D’accord, pas d’accords. Brève revue de l’année 2025

Qu’on aime ou qu’on n’aime pas, force est de constater que les principaux événements politiques ou économiques de l’année qui s’achève ont été plus ou moins influencés par le locataire de la Maison Blanche, dont, en passant, il remanie partiellement…

Qu’on aime ou qu’on n’aime pas, force est de constater que les principaux événements politiques ou économiques de l’année qui s’achève ont été plus ou moins influencés par le locataire de la Maison Blanche, dont, en passant, il remanie partiellement l’architecture historique ; tout un signe !

Sa persistance à vouloir se mêler de tout et de rien, dans son pays d’abord ainsi qu’à l’étranger, a produit au niveau mondial une sorte de brouillard opaque à force de directives et de revirements, parfois en quelques jours, même quelques heures d’intervalle, ce qui contribue à déstabiliser la trame politique mondiale, avec des alliances qui se font et se défont. Traumatisé par ces outrecuidances, le monde abasourdi réagit avec retard et mollesse, surtout en Extrême-Orient, chamboulé par des tarifs douaniers en dents de scie.

Le discours interminable à l’ONU en septembre dernier a sidéré tant les représentants diplomatiques présents que les commentateurs, en raison du ton agressif, voire apocalyptique, insistant sur les formules choc destinées à galvaniser sa base électorale quitte à courir le risque d’affaiblir la crédibilité des Etats-Unis au sein des institutions multilatérales.

Au plan mondial, l’attention générale s’est portée sur les problèmes de sécurité et de défense collective avec, comme conséquence, une envolée des ténors du secteur, dont Leonardo, Rheinmetall ou Safran pour n’en citer qu’une poignée, le mouvement se renforçant en raison d’un phénomène nouveau, le survol de drones au-dessus de la Roumanie, de la Pologne et même des aéroports danois et allemands.

L’essor des stratégies stratégiques (IA etc.) est devenu un enjeu politique global se traduisant par une hausse déraisonnable des actions concernées, puisqu’on estime qu’elles ont contribué à près des trois quarts de la progression de l’indice S&P500, à 80% de l’augmentation des profits, tout en n’offrant que des dividendes symboliques.

Les questions de sécurité, de l’intégration sans trop de heurts de l’Intelligence artificielle et de la popularisation des médicaments visant l’amaigrissement (ne pas oublier Sandoz) ont marqué 2025 et perdureront l’année prochaine qui nécessitera une vigilance accrue dans tous les domaines.

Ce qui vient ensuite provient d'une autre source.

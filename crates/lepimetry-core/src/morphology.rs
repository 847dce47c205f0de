//! Binary morphology on [`BinaryMask`].

use imageproc::distance_transform::Norm;
use imageproc::morphology;

use crate::raster::{from_luma, to_luma};
use crate::BinaryMask;

/// Largest radius passed to `imageproc` in one go; its distance transform
/// saturates at 255.
const MAX_PASS_RADIUS: usize = 254;

/// Dilate `iterations` times with the 3x3 cross structuring element.
///
/// Equivalent to keeping every pixel within city-block distance
/// `iterations` of the foreground. Pixels outside the grid count as
/// background.
pub fn dilate(mask: &BinaryMask, iterations: usize) -> BinaryMask {
    if iterations == 0 || mask.is_empty() {
        return mask.clone();
    }
    let mut luma = to_luma(mask);
    let mut remaining = iterations;
    while remaining > 0 {
        let k = remaining.min(MAX_PASS_RADIUS);
        luma = morphology::dilate(&luma, Norm::L1, k as u8);
        remaining -= k;
    }
    from_luma(&luma)
}

#[cfg(test)]
mod tests {
    use super::*;

    #[test]
    fn single_pixel_grows_into_a_diamond() {
        let mut m = BinaryMask::new(9, 9);
        m.set(4, 4, true);
        let d = dilate(&m, 2);
        assert_eq!(d.count(), 13);
        assert!(d.get(2, 4));
        assert!(d.get(3, 3));
        assert!(!d.get(2, 3));
    }

    #[test]
    fn zero_iterations_is_identity() {
        let mut m = BinaryMask::new(4, 4);
        m.set(1, 2, true);
        assert_eq!(dilate(&m, 0), m);
    }

    #[test]
    fn dilation_stops_at_the_border() {
        let mut m = BinaryMask::new(3, 1);
        m.set(0, 0, true);
        assert_eq!(dilate(&m, 5).count(), 3);
        assert!(dilate(&BinaryMask::new(3, 3), 4).is_empty());
    }

    #[test]
    fn large_radii_are_applied_in_passes() {
        let mut m = BinaryMask::new(300, 1);
        m.set(0, 0, true);
        let d = dilate(&m, 290);
        assert_eq!(d.count(), 291);
        assert!(d.get(0, 290));
        assert!(!d.get(0, 291));
    }
}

Le monde a changé en quelques mois : les échiquiers ont été renversés, les jeux de cartes ont volé dans tous les sens, des traités ont été bafoués et récrits à la va-vite, des lieux géographiques ont vu leur nom modifié etc. L’équilibre international reste fragile d’autant plus que l’économie est sous tension.

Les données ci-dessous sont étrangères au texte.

use std::ops::Range;

use nalgebra::Point2;
use serde::{Deserialize, Serialize};

use crate::MaskError;

/// Integer pixel coordinate, `(y, x)` with the origin at the top-left.
#[derive(Clone, Copy, Debug, Default, PartialEq, Eq, Hash, PartialOrd, Ord, Serialize, Deserialize)]
pub struct Pixel {
    pub y: i32,
    pub x: i32,
}

impl Pixel {
    #[inline]
    pub const fn new(y: i32, x: i32) -> Self {
        Self { y, x }
    }

    #[inline]
    pub const fn offset(self, dy: i32, dx: i32) -> Self {
        Self {
            y: self.y + dy,
            x: self.x + dx,
        }
    }

    /// Euclidean distance in pixels.
    #[inline]
    pub fn distance(self, other: Pixel) -> f64 {
        let dy = (self.y - other.y) as f64;
        let dx = (self.x - other.x) as f64;
        dy.hypot(dx)
    }

    /// Continuous point with `x` = column and `y` = row.
    #[inline]
    pub fn to_point(self) -> Point2<f64> {
        Point2::new(self.x as f64, self.y as f64)
    }

    /// Nearest pixel to a continuous `(x, y)` point.
    #[inline]
    pub fn from_point(p: Point2<f64>) -> Self {
        Self {
            y: p.y.round() as i32,
            x: p.x.round() as i32,
        }
    }
}

/// Axis-aligned bounding box, half-open on the max side (like a slice).
#[derive(Clone, Copy, Debug, PartialEq, Eq, Hash, Serialize, Deserialize)]
pub struct BoundingBox {
    pub min_row: usize,
    pub min_col: usize,
    pub max_row: usize,
    pub max_col: usize,
}

impl BoundingBox {
    #[inline]
    pub fn height(&self) -> usize {
        self.max_row - self.min_row
    }

    #[inline]
    pub fn width(&self) -> usize {
        self.max_col - self.min_col
    }

    #[inline]
    pub fn area(&self) -> usize {
        self.height() * self.width()
    }
}

/// Row-major boolean grid; `true` marks a foreground pixel.
#[derive(Clone, Debug, PartialEq, Eq, Hash, Serialize, Deserialize)]
pub struct BinaryMask {
    width: usize,
    height: usize,
    data: Vec<bool>,
}

impl BinaryMask {
    /// All-background mask.
    pub fn new(width: usize, height: usize) -> Self {
        Self {
            width,
            height,
            data: vec![false; width * height],
        }
    }

    /// Build a mask from a `(y, x) -> bool` predicate.
    pub fn from_fn(width: usize, height: usize, mut f: impl FnMut(usize, usize) -> bool) -> Self {
        let mut data = Vec::with_capacity(width * height);
        for y in 0..height {
            for x in 0..width {
                data.push(f(y, x));
            }
        }
        Self {
            width,
            height,
            data,
        }
    }

    pub fn from_vec(width: usize, height: usize, data: Vec<bool>) -> Result<Self, MaskError> {
        let expected = width
            .checked_mul(height)
            .ok_or(MaskError::InvalidDimensions { width, height })?;
        if data.len() != expected {
            return Err(MaskError::InvalidBuffer {
                expected,
                got: data.len(),
            });
        }
        Ok(Self {
            width,
            height,
            data,
        })
    }

    /// Foreground wherever the byte is non-zero.
    pub fn from_u8(width: usize, height: usize, pixels: &[u8]) -> Result<Self, MaskError> {
        Self::from_vec(width, height, pixels.iter().map(|&v| v != 0).collect())
    }

    #[inline]
    pub fn width(&self) -> usize {
        self.width
    }

    #[inline]
    pub fn height(&self) -> usize {
        self.height
    }

    #[inline]
    pub fn data(&self) -> &[bool] {
        &self.data
    }

    #[inline]
    pub fn get(&self, y: usize, x: usize) -> bool {
        self.data[y * self.width + x]
    }

    /// Bounds-checked lookup; everything outside the grid is background.
    #[inline]
    pub fn get_signed(&self, y: i64, x: i64) -> bool {
        if y < 0 || x < 0 || y >= self.height as i64 || x >= self.width as i64 {
            return false;
        }
        self.data[y as usize * self.width + x as usize]
    }

    #[inline]
    pub fn at(&self, p: Pixel) -> bool {
        self.get_signed(p.y as i64, p.x as i64)
    }

    #[inline]
    pub fn set(&mut self, y: usize, x: usize, value: bool) {
        self.data[y * self.width + x] = value;
    }

    /// Set a rectangle, clipped to the grid.
    pub fn fill_rect(&mut self, rows: Range<usize>, cols: Range<usize>, value: bool) {
        let rows = rows.start.min(self.height)..rows.end.min(self.height);
        let cols = cols.start.min(self.width)..cols.end.min(self.width);
        for y in rows {
            let row = &mut self.data[y * self.width..(y + 1) * self.width];
            for v in &mut row[cols.clone()] {
                *v = value;
            }
        }
    }

    /// Number of foreground pixels.
    pub fn count(&self) -> usize {
        self.data.iter().filter(|&&v| v).count()
    }

    pub fn is_empty(&self) -> bool {
        !self.data.iter().any(|&v| v)
    }

    /// Copy of a sub-rectangle, clipped to the grid.
    pub fn crop(&self, rows: Range<usize>, cols: Range<usize>) -> BinaryMask {
        let r0 = rows.start.min(self.height);
        let r1 = rows.end.min(self.height).max(r0);
        let c0 = cols.start.min(self.width);
        let c1 = cols.end.min(self.width).max(c0);
        BinaryMask::from_fn(c1 - c0, r1 - r0, |y, x| self.get(y + r0, x + c0))
    }

    pub fn inverted(&self) -> BinaryMask {
        BinaryMask {
            width: self.width,
            height: self.height,
            data: self.data.iter().map(|&v| !v).collect(),
        }
    }

    /// Pixel-wise AND of two equally sized masks.
    pub fn intersection(&self, other: &BinaryMask) -> Result<BinaryMask, MaskError> {
        self.check_same_shape(other)?;
        Ok(BinaryMask {
            width: self.width,
            height: self.height,
            data: self
                .data
                .iter()
                .zip(&other.data)
                .map(|(&a, &b)| a && b)
                .collect(),
        })
    }

    /// Copy of `self` with every pixel set in `cleared` turned to background.
    pub fn without(&self, cleared: &BinaryMask) -> Result<BinaryMask, MaskError> {
        self.check_same_shape(cleared)?;
        Ok(BinaryMask {
            width: self.width,
            height: self.height,
            data: self
                .data
                .iter()
                .zip(&cleared.data)
                .map(|(&a, &c)| a && !c)
                .collect(),
        })
    }

    /// Foreground pixels in raster order.
    pub fn foreground(&self) -> impl Iterator<Item = Pixel> + '_ {
        let w = self.width;
        self.data
            .iter()
            .enumerate()
            .filter(|&(_, &v)| v)
            .map(move |(i, _)| Pixel::new((i / w) as i32, (i % w) as i32))
    }

    /// Number of foreground pixels in each column.
    pub fn column_sums(&self) -> Vec<f64> {
        let mut sums = vec![0.0; self.width];
        for row in self.data.chunks_exact(self.width.max(1)) {
            for (s, &v) in sums.iter_mut().zip(row) {
                if v {
                    *s += 1.0;
                }
            }
        }
        sums
    }

    /// Fraction of foreground pixels in each column.
    pub fn column_means(&self) -> Vec<f64> {
        if self.height == 0 {
            return vec![0.0; self.width];
        }
        let h = self.height as f64;
        self.column_sums().into_iter().map(|s| s / h).collect()
    }

    /// Foreground rows on column `x`, top to bottom.
    pub fn column_foreground_rows(&self, x: usize) -> Vec<usize> {
        if x >= self.width {
            return Vec::new();
        }
        (0..self.height).filter(|&y| self.get(y, x)).collect()
    }

    /// Tight bounding box of the foreground, `None` when empty.
    pub fn bounding_box(&self) -> Option<BoundingBox> {
        let mut bbox: Option<BoundingBox> = None;
        for p in self.foreground() {
            let (y, x) = (p.y as usize, p.x as usize);
            let b = bbox.get_or_insert(BoundingBox {
                min_row: y,
                min_col: x,
                max_row: y + 1,
                max_col: x + 1,
            });
            b.min_row = b.min_row.min(y);
            b.min_col = b.min_col.min(x);
            b.max_row = b.max_row.max(y + 1);
            b.max_col = b.max_col.max(x + 1);
        }
        bbox
    }

    fn check_same_shape(&self, other: &BinaryMask) -> Result<(), MaskError> {
        if self.width != other.width || self.height != other.height {
            return Err(MaskError::ShapeMismatch {
                expected: (self.height, self.width),
                got: (other.height, other.width),
            });
        }
        Ok(())
    }
}

#[cfg(test)]
mod tests {
    use super::*;

    #[test]
    fn from_vec_checks_length() {
        assert!(BinaryMask::from_vec(3, 2, vec![false; 6]).is_ok());
        let err = BinaryMask::from_vec(3, 2, vec![false; 5]).unwrap_err();
        assert!(matches!(err, MaskError::InvalidBuffer { expected: 6, got: 5 }));
    }

    #[test]
    fn fill_rect_is_clipped() {
        let mut m = BinaryMask::new(4, 3);
        m.fill_rect(1..10, 2..10, true);
        assert_eq!(m.count(), 4);
        assert!(m.get(2, 3));
        assert!(!m.get(0, 3));
    }

    #[test]
    fn column_profile_counts_foreground() {
        let mut m = BinaryMask::new(3, 4);
        m.fill_rect(0..2, 1..2, true);
        m.fill_rect(0..4, 2..3, true);
        assert_eq!(m.column_sums(), vec![0.0, 2.0, 4.0]);
        assert_eq!(m.column_means(), vec![0.0, 0.5, 1.0]);
    }

    #[test]
    fn without_clears_overlap_only() {
        let mut a = BinaryMask::new(3, 1);
        a.fill_rect(0..1, 0..3, true);
        let mut c = BinaryMask::new(3, 1);
        c.set(0, 1, true);
        let out = a.without(&c).expect("same shape");
        assert_eq!(out.data(), &[true, false, true]);
        assert_eq!(a.count(), 3);
    }

    #[test]
    fn bounding_box_is_half_open() {
        let mut m = BinaryMask::new(5, 5);
        m.set(1, 2, true);
        m.set(3, 4, true);
        let b = m.bounding_box().expect("non-empty");
        assert_eq!((b.min_row, b.min_col, b.max_row, b.max_col), (1, 2, 4, 5));
        assert!(BinaryMask::new(2, 2).bounding_box().is_none());
    }
}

Les investisseurs ne s’y sont pas trompés et se sont agrippés à la bonne vieille relique à l’instar de nombreuses banques nationales, soucieuses de se délester davantage du dollar : l’or qui a atteint des sommets inexplorés en s’adjugeant plus de 50% en quelques mois. Cela augure peut-être d’une nouvelle ère où, compte tenu du changement de paradigmes, le désir légitime de préserver son capital passera par le métal (en privilégiant les pièces) et accessoirement les cryptomonnaies, une autre histoire à forger.

En revenant vers des investissements plus conventionnels, nous continuerons de favoriser le secteur alimentaire, qui a beaucoup souffert en 2025 mais qui se reprend, l’industrie pharmaceutique, en privilégiant les génériques, le luxe, qui retrouve des couleurs et enfin un nouveau venu, l’armement, qui risque de tenir la cote pour de nombreuses années, comme déjà mentionné en préambule.